La Raison du corps - 113

o 3 occurrences sont en position objet indirect et regardent l'énergie allouée à la propagation et les nuisances qui s'ensuivent lorsque ce but est contrarié [pages 175 à 177].

Dans ce relevé, nous n'avons pas inclus l'occurrence la nature de l'homme que l'on retrouve dans les chapitres « Béhémah » et « L'Anoscopie » ou bien la nature de l'âme que l'on trouve aussi dans « L'Anoscopie », ainsi que les interjections du type dieu merci, oh Dieu, etc... Car, Mirabeau semble évoquer par la nature de quelque chose, un état partagé par les individus d'une même espèce, et qui ne renvoie pas à la Nature en tant qu'entité. Par notre relevé, on voit bien que la Nature et Dieu sont très rarement traités ensembles ; on ne les retrouve traités ensembles que dans les chapitres « Kadhésch » et « Béhémah ». Mais ils ne sont jamais confondus. Dans « Kadhésch » par exemple, la Nature est cause de l'impuissance, tandis que Dieu est cause de la stérilité ; dans « Béhémah », la Nature génère des distinctions entre les sexes, tandis que Dieu crée des distinctions entre l'homme et la bête. Même un énoncé aussi simple que Dieu est l'auteur de la Nature n'apparaît qu'indirectement dans le texte dans le suivi de deux phrases simples : « Plus on pénètre dans le sein de la nature, & plus on respecte profondément son Auteur [...] » [« L'Anélytroïde » ; page 31]. Ceci montre bien que Mirabeau évite soigneusement de confondre Dieu et Nature et qu'il veut opérer une distinction entre ces deux notions traitées comme des entités.

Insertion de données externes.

//! Tree differ.
//!
//! Sibling lists are matched by key (or by unkeyed ordinal), so each level is
//! linear in its width apart from the O(n log n) move minimisation. Matched
//! pairs whose subtree fingerprints agree are skipped without recursion.
//!
//! Patches for one level are emitted as: every `Remove`, then `Insert` and
//! `Move` by ascending final position, then `UpdateProps`/`UpdateChildren` in
//! new order. See [`crate::patch`] for the matching application rules.

use crate::collections::map::HashMap;
use crate::error::StructuralError;
use crate::node::{sibling_identities, validate_list, Identity, Node, NodePath, PropName, Props};
use crate::value::Value;

/// Property-level difference between two versions of a node.
#[derive(Clone, Debug, Default, PartialEq, Eq)]
pub struct PropChanges {
    pub set: Vec<(PropName, Value)>,
    pub removed: Vec<PropName>,
}

impl PropChanges {
    pub fn between(old: &Props, new: &Props) -> Self {
        let mut changes = PropChanges::default();
        for (name, value) in new {
            if old.get(name) != Some(value) {
                changes.set.push((name.clone(), value.clone()));
            }
        }
        for name in old.keys() {
            if !new.contains_key(name) {
                changes.removed.push(name.clone());
            }
        }
        changes
    }

    pub fn is_empty(&self) -> bool {
        self.set.is_empty() && self.removed.is_empty()
    }

    pub fn len(&self) -> usize {
        self.set.len() + self.removed.len()
    }

    pub fn apply_to(&self, props: &mut Props) {
        for (name, value) in &self.set {
            props.insert(name.clone(), value.clone());
        }
        for name in &self.removed {
            props.shift_remove(name);
        }
        props.sort_keys();
    }
}

/// A single tree edit, relative to one previous/new tree pair.
///
/// Positions are indices in the final sibling list.
#[derive(Clone, Debug, PartialEq)]
pub enum Patch {
    Insert { node: Node, position: usize },
    Remove { identity: Identity },
    Move { identity: Identity, position: usize },
    UpdateProps { identity: Identity, changes: PropChanges },
    UpdateChildren { identity: Identity, patches: Vec<Patch> },
}

impl Patch {
    pub fn identity(&self) -> Option<&Identity> {
        match self {
            Patch::Insert { .. } => None,
            Patch::Remove { identity }
            | Patch::Move { identity, .. }
            | Patch::UpdateProps { identity, .. }
            | Patch::UpdateChildren { identity, .. } => Some(identity),
        }
    }
}

/// Per-kind patch counts, including nested child patches.
#[derive(Clone, Copy, Debug, Default, PartialEq, Eq)]
pub struct PatchSummary {
    pub inserts: usize,
    pub removes: usize,
    pub moves: usize,
    pub prop_updates: usize,
    pub child_updates: usize,
}

impl PatchSummary {
    pub fn of(patches: &[Patch]) -> Self {
        let mut summary = PatchSummary::default();
        summary.add(patches);
        summary
    }

    fn add(&mut self, patches: &[Patch]) {
        for patch in patches {
            match patch {
                Patch::Insert { .. } => self.inserts += 1,
                Patch::Remove { .. } => self.removes += 1,
                Patch::Move { .. } => self.moves += 1,
                Patch::UpdateProps { .. } => self.prop_updates += 1,
                Patch::UpdateChildren { patches, .. } => {
                    self.child_updates += 1;
                    self.add(patches);
                }
            }
        }
    }

    pub fn total(&self) -> usize {
        self.inserts + self.removes + self.moves + self.prop_updates + self.child_updates
    }
}

/// Total number of patches, counting nested child patches.
pub fn count_patches(patches: &[Patch]) -> usize {
    PatchSummary::of(patches).total()
}

#[derive(Clone, Copy, Debug, Default, PartialEq, Eq)]
pub struct DiffStats {
    /// Matched pairs examined.
    pub compared: usize,
    /// Matched pairs skipped because their subtrees were identical.
    pub short_circuited: usize,
    pub patches: usize,
}

#[derive(Debug, Default)]
pub struct Differ {
    stats: DiffStats,
}

impl Differ {
    pub fn new() -> Self {
        Self::default()
    }

    /// Statistics of the most recent [`Differ::diff`] call.
    pub fn stats(&self) -> DiffStats {
        self.stats
    }

    /// Diffs `previous` (absent on the first frame) against `next`.
    ///
    /// The root is treated as the only member of a virtual top-level list,
    /// so replacing the root is expressed as `Remove` + `Insert` there.
    pub fn diff(
        &mut self,
        previous: Option<&Node>,
        next: &Node,
    ) -> Result<Vec<Patch>, StructuralError> {
        self.stats = DiffStats::default();
        let old = previous.map(std::slice::from_ref).unwrap_or(&[]);
        let mut path = NodePath::root();
        let patches = self.diff_children(old, std::slice::from_ref(next), &mut path)?;
        self.stats.patches = count_patches(&patches);
        Ok(patches)
    }

    fn diff_children(
        &mut self,
        old: &[Node],
        new: &[Node],
        path: &mut NodePath,
    ) -> Result<Vec<Patch>, StructuralError> {
        let old_ids = sibling_identities(old, path)?;
        let new_ids = sibling_identities(new, path)?;

        let lookup: HashMap<&Identity, usize> = old_ids
            .iter()
            .enumerate()
            .map(|(index, identity)| (identity, index))
            .collect();

        // source[j] is the old index reused by new[j]; a tag change under the
        // same identity is a teardown, never an in-place mutation.
        let mut source: Vec<Option<usize>> = vec![None; new.len()];
        let mut kept = vec![false; old.len()];
        for (j, identity) in new_ids.iter().enumerate() {
            if let Some(&i) = lookup.get(identity) {
                if old[i].tag() == new[j].tag() {
                    source[j] = Some(i);
                    kept[i] = true;
                }
            }
        }

        let mut patches = Vec::new();
        for (i, identity) in old_ids.iter().enumerate() {
            if !kept[i] {
                patches.push(Patch::Remove {
                    identity: identity.clone(),
                });
            }
        }

        let order: Vec<usize> = source.iter().flatten().copied().collect();
        let stable = increasing_subsequence_mask(&order);
        let mut matched = 0;
        for (j, slot) in source.iter().enumerate() {
            match slot {
                None => {
                    // Inserted subtrees are never diffed, so check their keys here.
                    path.push(new_ids[j].clone());
                    let checked = validate_list(new[j].children(), path);
                    path.pop();
                    checked?;
                    patches.push(Patch::Insert {
                        node: new[j].clone(),
                        position: j,
                    });
                }
                Some(i) => {
                    if !stable[matched] {
                        patches.push(Patch::Move {
                            identity: old_ids[*i].clone(),
                            position: j,
                        });
                    }
                    matched += 1;
                }
            }
        }

        for (j, slot) in source.iter().enumerate() {
            let Some(i) = *slot else {
                continue;
            };
            let (before, after) = (&old[i], &new[j]);
            self.stats.compared += 1;
            if Node::ptr_eq(before, after)
                || before.subtree_fingerprint() == after.subtree_fingerprint()
            {
                self.stats.short_circuited += 1;
                continue;
            }
            let identity = &new_ids[j];
            let changes = PropChanges::between(before.props(), after.props());
            if !changes.is_empty() {
                patches.push(Patch::UpdateProps {
                    identity: identity.clone(),
                    changes,
                });
            }
            path.push(identity.clone());
            let child_patches = self.diff_children(before.children(), after.children(), path);
            path.pop();
            let child_patches = child_patches?;
            if !child_patches.is_empty() {
                patches.push(Patch::UpdateChildren {
                    identity: identity.clone(),
                    patches: child_patches,
                });
            }
        }

        Ok(patches)
    }
}

/// Diffs two trees with a throwaway [`Differ`].
pub fn diff(previous: Option<&Node>, next: &Node) -> Result<Vec<Patch>, StructuralError> {
    Differ::new().diff(previous, next)
}

/// Marks the members of one longest strictly increasing subsequence.
fn increasing_subsequence_mask(seq: &[usize]) -> Vec<bool> {
    let mut mask = vec![false; seq.len()];
    let mut tails: Vec<usize> = Vec::new();
    let mut prev: Vec<Option<usize>> = vec![None; seq.len()];
    for (k, &value) in seq.iter().enumerate() {
        let pos = tails.partition_point(|&t| seq[t] < value);
        if pos > 0 {
            prev[k] = Some(tails[pos - 1]);
        }
        if pos == tails.len() {
            tails.push(k);
        } else {
            tails[pos] = k;
        }
    }
    let mut cursor = tails.last().copied();
    while let Some(k) = cursor {
        mask[k] = true;
        cursor = prev[k];
    }
    mask
}

#[cfg(test)]
#[path = "tests/diff_tests.rs"]
mod tests;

Ce n'est qu'en un seul endroit que son texte fait apparaître une synchronisation par « la loi de Dieu & celle de la nature [qui] imposoient à toutes sortes de personnes l'obligation de travailler à l'augmentation du genre humain [...] » [« Kadhésch » ; page 124]. Cette conciliation concerne « les premiers âges du monde », il semblerait donc que Mirabeau conçoit ces deux entités dans une évolution temporelle et que leurs lois respectives ne sont plus synchronisées passés les premiers âges de la Création. Il faut noter que Mirabeau fait souvent des termes Dieu et Nature des compléments du nom ; ainsi, on retrouve beaucoup d'occurrence de l'oeuvre de Dieu ou de fin [ou but] de la nature. De facto, le texte opère une distinction entre ces deux entités ; c'est l'objet de notre étude.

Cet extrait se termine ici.